🤖 AI Summary
Video frame interpolation suffers from inaccurate motion modeling and temporal inconsistency when handling fast, complex nonlinear motions—particularly critical in fine-grained tasks like audio-video synchronization. To address this, we propose a context-aware, multimodal-guidable interpolation framework. Methodologically, we adopt a DiT backbone and design a decoupled multimodal fusion mechanism supporting conditional inputs including text, audio, images, and videos. We introduce start-end frame difference embeddings to modulate sampling and loss computation, and employ a dynamically adjusted progressive multi-stage training strategy to enhance fine-grained motion modeling while preserving core generative capabilities. Experiments demonstrate that our method outperforms state-of-the-art approaches on both general frame interpolation and audio-video synchronized interpolation, achieving significant improvements in motion accuracy and temporal consistency. These results validate its effectiveness in cross-modal collaborative motion modeling and strong generalization across diverse modalities.
📝 Abstract
Handling fast, complex, and highly non-linear motion patterns has long posed challenges for video frame interpolation. Although recent diffusion-based approaches improve upon traditional optical-flow-based methods, they still struggle to cover diverse application scenarios and often fail to produce sharp, temporally consistent frames in fine-grained motion tasks such as audio-visual synchronized interpolation.
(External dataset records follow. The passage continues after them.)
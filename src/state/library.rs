//! Catalog of recordings on disk
//!
//! Audio files and their waveform sidecars always move together: renaming
//! or deleting a recording applies the same change to its sidecar.

use crate::error::StoreError;
use crate::models::Recording;
use crate::state::Storage;
use crate::waveform::{is_sidecar, Waveform, WaveformStore};
use log::{debug, info};
use std::path::{Path, PathBuf};
use std::sync::Arc;

/// Recordings in one directory, with their waveforms cached
pub struct RecordingLibrary {
    dir: PathBuf,
    storage: Arc<dyn Storage>,
    store: Arc<WaveformStore>,
}

impl RecordingLibrary {
    pub fn new(dir: impl Into<PathBuf>, storage: Arc<dyn Storage>, store: Arc<WaveformStore>) -> Self {
        Self {
            dir: dir.into(),
            storage,
            store,
        }
    }

    pub fn dir(&self) -> &Path {
        &self.dir
    }

    pub fn store(&self) -> &Arc<WaveformStore> {
        &self.store
    }

    /// Scan the directory, reload every sidecar and return recordings newest first
    pub fn list(&self) -> Result<Vec<Recording>, StoreError> {
        if !self.storage.exists(&self.dir) {
            debug!("Recordings directory {:?} does not exist yet", self.dir);
            self.store.reset_cache();
            return Ok(Vec::new());
        }

        let entries = self
            .storage
            .read_dir(&self.dir)
            .map_err(|source| StoreError::ReadDir {
                path: self.dir.clone(),
                source,
            })?;

        self.store.reset_cache();
        let mut recordings: Vec<Recording> = entries
            .into_iter()
            .filter(|path| is_audio(path))
            .map(|path| {
                self.store.load(&path);
                Recording::from_path(path)
            })
            .collect();

        recordings.sort_by(|a, b| b.created.cmp(&a.created).then_with(|| a.name.cmp(&b.name)));
        Ok(recordings)
    }

    /// Find a recording by display name; names outside the directory never match
    pub fn find(&self, name: &str) -> Option<Recording> {
        if !is_valid_name(name) {
            debug!("Ignoring lookup of invalid recording name {:?}", name);
            return None;
        }
        let path = self.path_for(name);
        if self.storage.exists(&path) {
            Some(Recording::from_path(path))
        } else {
            None
        }
    }

    /// Cached waveform for a recording
    pub fn waveform(&self, recording: &Recording) -> Waveform {
        self.store.cache_lookup(&recording.path)
    }

    /// Rename a recording and its sidecar
    pub fn rename(&self, recording: &Recording, new_name: &str) -> Result<Recording, StoreError> {
        let new_name = new_name.trim();
        if !is_valid_name(new_name) {
            return Err(StoreError::InvalidName(new_name.to_string()));
        }

        let target = self.path_for(new_name);
        if target == recording.path {
            return Ok(recording.clone());
        }
        if self.storage.exists(&target) {
            return Err(StoreError::AlreadyExists(target));
        }

        self.storage
            .move_file(&recording.path, &target)
            .map_err(|source| StoreError::Move {
                from: recording.path.clone(),
                to: target.clone(),
                source,
            })?;
        self.store.rename(&recording.path, &target)?;

        info!("Renamed {:?} to {:?}", recording.name, new_name);
        Ok(Recording::from_path(target))
    }

    /// Delete a recording and its sidecar
    pub fn delete(&self, recording: &Recording) -> Result<(), StoreError> {
        if self.storage.exists(&recording.path) {
            self.storage
                .unlink(&recording.path)
                .map_err(|source| StoreError::Delete {
                    path: recording.path.clone(),
                    source,
                })?;
        }
        self.store.delete(&recording.path)?;

        info!("Deleted {:?}", recording.name);
        Ok(())
    }

    fn path_for(&self, name: &str) -> PathBuf {
        self.dir.join(format!("{}.wav", name))
    }
}

/// A bare file stem that stays inside the recordings directory
fn is_valid_name(name: &str) -> bool {
    !name.is_empty() && !name.contains(['/', '\\']) && !name.starts_with('.')
}

fn is_audio(path: &Path) -> bool {
    !is_sidecar(path)
        && path
            .extension()
            .map(|ext| ext.to_string_lossy().to_lowercase() == "wav")
            .unwrap_or(false)
}

#[cfg(test)]
mod tests {
    use super::*;
    use crate::state::FsStorage;
    use crate::waveform::sidecar_path;

    fn library(dir: &Path) -> RecordingLibrary {
        let storage: Arc<dyn Storage> = Arc::new(FsStorage::new());
        let store = Arc::new(WaveformStore::new(storage.clone()));
        RecordingLibrary::new(dir, storage, store)
    }

    fn add_recording(dir: &Path, name: &str, waveform: Option<&str>) -> PathBuf {
        let path = dir.join(format!("{}.wav", name));
        std::fs::write(&path, b"RIFF").unwrap();
        if let Some(contents) = waveform {
            std::fs::write(sidecar_path(&path), contents).unwrap();
        }
        path
    }

    #[test]
    fn test_list_rebuilds_cache_newest_first() {
        let dir = tempfile::tempdir().unwrap();
        let old = add_recording(dir.path(), "recording_20240101_080000_aaaaaaaa", Some("[0.1,0.2]"));
        let new = add_recording(dir.path(), "recording_20250101_080000_bbbbbbbb", Some("garbage"));
        let renamed = add_recording(dir.path(), "interview", None);
        std::fs::write(dir.path().join("notes.txt"), "").unwrap();

        let library = library(dir.path());
        let recordings = library.list().unwrap();

        let paths: Vec<&Path> = recordings.iter().map(|r| r.path.as_path()).collect();
        assert_eq!(paths, vec![new.as_path(), old.as_path(), renamed.as_path()]);
        assert_eq!(library.store().cached_len(), 3);
        assert_eq!(library.waveform(&recordings[1]), vec![0.1, 0.2]);
        assert!(library.waveform(&recordings[0]).is_empty());
        assert!(library.waveform(&recordings[2]).is_empty());
    }

    #[test]
    fn test_list_missing_directory_is_empty() {
        let dir = tempfile::tempdir().unwrap();
        let library = library(&dir.path().join("not-yet"));
        assert!(library.list().unwrap().is_empty());
    }

    #[test]
    fn test_rename_moves_audio_and_sidecar() {
        let dir = tempfile::tempdir().unwrap();
        let path = add_recording(dir.path(), "recording_20250101_080000_aaaaaaaa", Some("[0.7]"));
        let library = library(dir.path());
        library.list().unwrap();
        let recording = Recording::from_path(&path);

        let renamed = library.rename(&recording, "standup").unwrap();

        assert_eq!(renamed.name, "standup");
        assert!(renamed.path.exists());
        assert!(!path.exists());
        assert!(sidecar_path(&renamed.path).exists());
        assert!(!sidecar_path(&path).exists());
        assert_eq!(library.waveform(&renamed), vec![0.7]);
        assert!(library.waveform(&recording).is_empty());
    }

    #[test]
    fn test_rename_rejects_bad_or_taken_names() {
        let dir = tempfile::tempdir().unwrap();
        let a = add_recording(dir.path(), "a", None);
        add_recording(dir.path(), "b", None);
        let library = library(dir.path());
        let recording = Recording::from_path(&a);

        assert!(matches!(
            library.rename(&recording, "b"),
            Err(StoreError::AlreadyExists(_))
        ));
        assert!(matches!(
            library.rename(&recording, "../escape"),
            Err(StoreError::InvalidName(_))
        ));
        assert!(matches!(
            library.rename(&recording, "  "),
            Err(StoreError::InvalidName(_))
        ));
        assert!(a.exists());
    }

    #[test]
    fn test_find_stays_inside_directory() {
        let root = tempfile::tempdir().unwrap();
        let recordings = root.path().join("recordings");
        std::fs::create_dir(&recordings).unwrap();
        let outside = add_recording(root.path(), "precious", None);
        add_recording(&recordings, "take", None);
        let library = library(&recordings);

        assert!(library.find("take").is_some());
        assert!(library.find("../precious").is_none());
        assert!(library.find(&outside.with_extension("").to_string_lossy()).is_none());
        assert!(library.find("").is_none());
        assert!(library.find(".hidden").is_none());
        assert!(outside.exists());
    }

    #[test]
    fn test_delete_removes_both_files_and_is_repeatable() {
        let dir = tempfile::tempdir().unwrap();
        let path = add_recording(dir.path(), "take", Some("[0.3]"));
        let library = library(dir.path());
        library.list().unwrap();
        let recording = Recording::from_path(&path);

        library.delete(&recording).unwrap();
        assert!(!path.exists());
        assert!(!sidecar_path(&path).exists());
        assert!(library.waveform(&recording).is_empty());

        library.delete(&recording).unwrap();
        assert!(library.list().unwrap().is_empty());
    }

    #[test]
    fn test_find_by_name() {
        let dir = tempfile::tempdir().unwrap();
        let path = add_recording(dir.path(), "memo", None);
        let library = library(dir.path());

        assert_eq!(library.find("memo").map(|r| r.path), Some(path));
        assert!(library.find("other").is_none());
    }
}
To address these limitations, we introduce BBF (Beyond Boundary Frames), a context-aware video frame interpolation framework, which could be guided by audio/visual semantics. First, we enhance the input design of the interpolation model so that it can flexibly handle multiple conditional modalities, including text, audio, images, and video. Second, we propose a decoupled multimodal fusion mechanism that sequentially injects different conditional signals into a DiT backbone. Finally, to maintain the generation abilities of the foundation model, we adopt a progressive multi-stage training paradigm, where the start-end frame difference embedding is used to dynamically adjust both the data sampling and the loss weighting. Extensive experimental results demonstrate that BBF outperforms specialized state-of-the-art methods on both generic interpolation and audio-visual synchronized interpolation tasks, establishing a unified framework for video frame interpolation under coordinated multi-channel conditioning.